Yérim Habib Sow pousse Bridge Bank vers le Burkina Faso : le pari sahélien d’un groupe bancaire en expansion

L’expansion de Bridge Bank au Burkina Faso ne commence pas à Ouagadougou. Elle trouve son origine dans une stratégie engagée en 2006 par Yérim Habib Sow, lorsque le fondateur de Teyliom décide de bâtir, depuis Abidjan, une banque africaine centrée sur les entreprises et les PME. Vingt ans plus tard, après la Côte d’Ivoire et le Sénégal, l’établissement prépare un nouveau déplacement de son centre de gravité vers le Sahel. Cette implantation sera moins une conquête qu’un examen : celui de la capacité de Bridge Bank à reproduire son modèle dans un marché concurrentiel, résilient, mais exposé à des risques plus complexes.
Bridge Bank aborde cette nouvelle étape avec une assise renforcée. L’établissement revendique un total de bilan de 1 427 milliards de FCFA et des fonds propres de 129 milliards de FCFA. Initialement spécialisée dans le financement des PME, la banque a progressivement élargi son offre aux grandes entreprises, aux institutions et aux professionnels.
Derrière cette construction se trouve Yérim Habib Sow, architecte capitalistique et stratégique du projet. Sa méthode repose sur une expansion progressive : consolider d’abord la franchise ivoirienne, renforcer les fonds propres, développer une clientèle d’entreprises, puis étendre le modèle à d’autres économies de l’UEMOA.
La répartition des rôles est désormais claire. Yérim Habib Sow porte la vision régionale et le capital ; Ehouman Kassi en assure l’exécution bancaire, à travers la gestion du crédit, la maîtrise des risques et la transformation opérationnelle.
Un marché attractif, mais déjà très disputé
Le Burkina Faso ne constitue pas un territoire vierge. Le pays comptait, à la fin de 2025, une vingtaine d’établissements de crédit, parmi lesquels Coris Bank International, Ecobank, Bank of Africa, UBA, Banque Atlantique et Vista Bank.
Bridge Bank ne pourra donc pas gagner par la seule densité de son réseau. Son avantage devra venir d’un positionnement plus ciblé : PME formalisées, entreprises familiales en croissance, sous-traitants miniers, distributeurs régionaux et sociétés actives sur le corridor Abidjan-Ouagadougou.
Malgré l’insécurité, l’économie burkinabè a affiché une croissance estimée à 5,3 % en 2025, soutenue par l’agriculture, les services et le secteur minier. Autour de l’or, du coton et de l’agro-industrie se développent des besoins importants en fonds de roulement, financement des stocks, garanties et moyens de paiement transfrontaliers.
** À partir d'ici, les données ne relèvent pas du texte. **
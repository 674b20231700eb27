use std::fmt;
use std::ops::Deref;

/// A single position of a signature.<br><br>
///
/// If `fixed` is `false` the position is a wildcard, and `value` carries no meaning.
#[derive(Debug, Clone, Copy, Default, PartialEq, Eq, Hash)]
pub struct PatternEntry {
    /// The byte that must be found at this position.
    pub value: u8,
    /// Whether this position must match `value` exactly.
    pub fixed: bool,
}

impl PatternEntry {
    /// Creates an entry that only matches `value`.
    pub const fn fixed(value: u8) -> Self {
        Self { value, fixed: true }
    }

    /// Creates an entry that matches any byte.
    pub const fn wildcard() -> Self {
        Self { value: 0, fixed: false }
    }
}

/// An ordered sequence of pattern entries, in the same order as the text
/// it was parsed from.<br><br>
///
/// Dereferences to `[PatternEntry]`, so it can be passed directly to the
/// scanning functions.
#[derive(Debug, Clone, Default, PartialEq, Eq, Hash)]
pub struct Signature {
    entries: Vec<PatternEntry>,
}

impl Signature {
    /// The entries of the signature.
    pub fn entries(&self) -> &[PatternEntry] {
        &self.entries
    }

    /// Index of the first fixed entry, or `None` if the signature only
    /// contains wildcards.
    pub fn lead(&self) -> Option<usize> {
        lead(&self.entries)
    }

    /// Consumes the signature and returns its entries.
    pub fn into_entries(self) -> Vec<PatternEntry> {
        self.entries
    }
}

impl Deref for Signature {
    type Target = [PatternEntry];

    fn deref(&self) -> &Self::Target {
        &self.entries
    }
}

impl From<Vec<PatternEntry>> for Signature {
    fn from(entries: Vec<PatternEntry>) -> Self {
        Self { entries }
    }
}

impl FromIterator<PatternEntry> for Signature {
    fn from_iter<I: IntoIterator<Item = PatternEntry>>(iter: I) -> Self {
        Self {
            entries: iter.into_iter().collect(),
        }
    }
}

impl fmt::Display for Signature {
    /// Formats the signature as hexadecimal bytes (or `??`) separated by spaces.<br><br>
    ///
    /// The output can be parsed back with [`parse`].
    fn fmt(&self, f: &mut fmt::Formatter<'_>) -> fmt::Result {
        for (i, entry) in self.entries.iter().enumerate() {
            if i > 0 {
                write!(f, " ")?;
            }
            if entry.fixed {
                write!(f, "{:02X}", entry.value)?;
            } else {
                write!(f, "??")?;
            }
        }
        Ok(())
    }
}

/// Index of the first fixed entry in `entries`.
pub(crate) fn lead(entries: &[PatternEntry]) -> Option<usize> {
    entries.iter().position(|entry| entry.fixed)
}

/// Marks an invalid hexadecimal digit. It is combined like any other
/// nibble, so malformed text produces garbage entries instead of an error.
const INVALID_DIGIT: u8 = 0xFF;

fn hex_digit(c: u8) -> u8 {
    match c {
        b'0'..=b'9' => c - b'0',
        b'A'..=b'F' => c - b'A' + 10,
        b'a'..=b'f' => c - b'a' + 10,
        _ => INVALID_DIGIT,
    }
}

/// Single-pass tokenizer over the text of an IDA-style signature.<br><br>
///
/// Spaces are skipped. A `?` yields a wildcard and swallows an immediately
/// following `?`. Any other character is paired with the next one and read
/// as two hexadecimal digits.
struct Tokens<'a> {
    bytes: &'a [u8],
}

impl Iterator for Tokens<'_> {
    type Item = PatternEntry;

    fn next(&mut self) -> Option<PatternEntry> {
        loop {
            match self.bytes {
                [] => return None,
                [b' ', rest @ ..] => self.bytes = rest,
                [b'?', b'?', rest @ ..] | [b'?', rest @ ..] => {
                    self.bytes = rest;
                    return Some(PatternEntry::wildcard());
                }
                [high, low, rest @ ..] => {
                    self.bytes = rest;
                    return Some(PatternEntry::fixed((hex_digit(*high) << 4) | hex_digit(*low)));
                }
                [high] => {
                    // Dangling digit: the missing low nibble reads as invalid.
                    self.bytes = &[];
                    return Some(PatternEntry::fixed((hex_digit(*high) << 4) | INVALID_DIGIT));
                }
            }
        }
    }
}

fn tokens(text: &str) -> Tokens<'_> {
    Tokens {
        bytes: text.as_bytes(),
    }
}

/// Parses an IDA-style signature such as `"48 8B ?? ?? 05"`.<br><br>
///
/// The input is trusted: no validation is performed, and malformed tokens
/// produce meaningless entries rather than an error. Use
/// [`SignatureBuilder`](crate::SignatureBuilder) for validated parsing.<br><br>
///
/// # Arguments
/// * `text` - The signature text.
///
/// # Returns
/// The parsed signature, with one entry per token.
pub fn parse(text: &str) -> Signature {
    tokens(text).collect()
}

/// Parses an IDA-style signature into a caller-provided buffer.<br><br>
///
/// Behaves exactly like [`parse`], but writes the entries into `out` instead
/// of allocating. The buffer can be sized with [`token_count`].<br><br>
///
/// # Arguments
/// * `text` - The signature text.
/// * `out` - The buffer receiving the entries.
///
/// # Returns
/// The number of entries written.
///
/// # Panics
/// If `out` is shorter than `token_count(text)`.
pub fn parse_into(text: &str, out: &mut [PatternEntry]) -> usize {
    let mut length = 0;
    for entry in tokens(text) {
        out[length] = entry;
        length += 1;
    }
    length
}

/// Number of entries [`parse`] produces for `text`.
pub fn token_count(text: &str) -> usize {
    tokens(text).count()
}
Les PME et le corridor comme portes d’entrée
Bridge Bank dispose ici d’un argument solide. En 2024, elle a conclu avec IFC un mécanisme de partage des risques pouvant atteindre 40 millions de dollars, destiné à soutenir environ 2 100 prêts supplémentaires aux PME en Côte d’Ivoire et au Sénégal. Un nouveau financement de 20 millions de dollars a également été signé en 2026 pour renforcer cette stratégie.
L’implantation burkinabè prolongerait cette spécialisation. Une présence des deux côtés du corridor Abidjan-Ouagadougou permettrait à la banque de suivre ses clients, financer les flux commerciaux, sécuriser les paiements et accompagner les entreprises opérant entre la Côte d’Ivoire et le Sahel.
Le digital devra toutefois maintenir les coûts sous contrôle. Face à des concurrents bien implantés, Bridge Bank devra privilégier une structure légère, des équipes spécialisées et des outils capables d’accélérer l’analyse du crédit sans affaiblir la qualité du risque.
Un test de reproductibilité
Le défi sera autant sécuritaire que commercial. La banque devra intégrer la localisation des entreprises, la fragilité des chaînes logistiques et la continuité des activités dans ses décisions de financement.
L’arrivée au Burkina Faso possède enfin une dimension symbolique. Bridge Bank entre sur le marché d’origine de Coris Bank International, un groupe ayant déjà réussi sa transformation d’établissement national en acteur régional.
Pour Yérim Habib Sow, Ouagadougou devient ainsi le test le plus exigeant de sa stratégie. Il ne s’agira pas seulement d’ouvrir une nouvelle implantation, mais de démontrer que le modèle construit à Abidjan peut voyager sans perdre sa discipline, sa rentabilité ni son identité.